Hi Everyone,
Over a year ago I asked this question: Constructing Compute Resources In Support Of Ngs In A Hospital Setting about NGS and compute requirements people were thinking about at the time. A lot has changed in the year and a half since I visited the topic, and in particular NGS in the clinic is something that is far more common. So I thought it worth revisiting the question in general, but with a new question.
Thoughts and opinions, particularly people with some knowledge of NGS in health care would be most welcome. I'll preface it by saying that I just got this new job, so starting next week I will officially be the Clinical Bioinformatician for part of the healthcare system here in Canada. The DNA diagnostics lab has purchased two MiSeqs (so they have redundancy) and I'll be in charge of compute, data handling, analysis, etc. Most of what we hear about in terms of data storage/compute in relation to NGS is really geared towards larger sequencing centers (on the large end) or individual labs on the small end. While the number of samples you'll run has a huge impact on the amount of data that will be generated, I am guessing there are some people out there with some more direct experience.
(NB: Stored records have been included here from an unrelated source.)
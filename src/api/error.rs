// =============================================================================
// Failure responses
// =============================================================================
//
// Every failure goes out as `{"error": "<code>"}` with a non-2xx status.
// Internal detail stays in the log.
// =============================================================================

use axum::{
    http::StatusCode,
    response::{IntoResponse, Response},
    Json,
};
use serde::{Deserialize, Serialize};
use tracing::{error, warn};

use crate::service::ServiceError;

/// Body of every failure response.
#[derive(Debug, Clone, PartialEq, Serialize, Deserialize)]
pub struct ErrorBody {
    pub error: String,
}

impl ErrorBody {
    pub fn new(code: impl Into<String>) -> Self {
        Self { error: code.into() }
    }
}

/// Build a failure response from a status and a stable code.
pub fn error_response(status: StatusCode, code: &str) -> Response {
    (status, Json(ErrorBody::new(code))).into_response()
}

impl IntoResponse for ServiceError {
    fn into_response(self) -> Response {
        match &self {
            ServiceError::Processing(detail) => {
                error!(detail = %detail, "request failed with a processing fault");
            }
            ServiceError::Decode(_) | ServiceError::NoUsableData => {
                warn!(code = self.code(), error = %self, "request rejected");
            }
        }
        error_response(self.status(), self.code())
    }
}
// =============================================================================
// Technical Indicators Module
// =============================================================================
//
// Pure, side-effect-free column computations over a clean bar series. Each
// function returns one value per input bar (or a single aggregate), so the
// engine can zip them back into enriched rows.

pub mod levels;
pub mod strength;
pub mod vwap;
Cloud solutions are a no go here in Canada with our Healthcare system so everything must be on site. Budget also isn't large so it is a trade off between storage size, redundancy, and compute speeds/capacity. Ultimately I think archiving will need to be handled through magnetic tape or archival optical disk (or this new M-Disc I have seen recently), because I don't think we will be in a position to support archival storage on hard disk if we are obligated to keep records and tests for the same length of time as a Pathology report (20-25 years).
So what are some innovative solutions you would consider? Especially to keep costs as low as possible? If you are currently supporting a MiSeq in the clinic what are you doing?
Hopefully we can have some good discussion.
One thing you should look at for storage is NGS alternatives to gzip/bzip. I don't have the numbers, but I did some testing on non-reference methods a while ago and they offer better compression ratios than gzip/bzip. Supposedly, you can get even better compression ratios using algorithms which use a reference genome.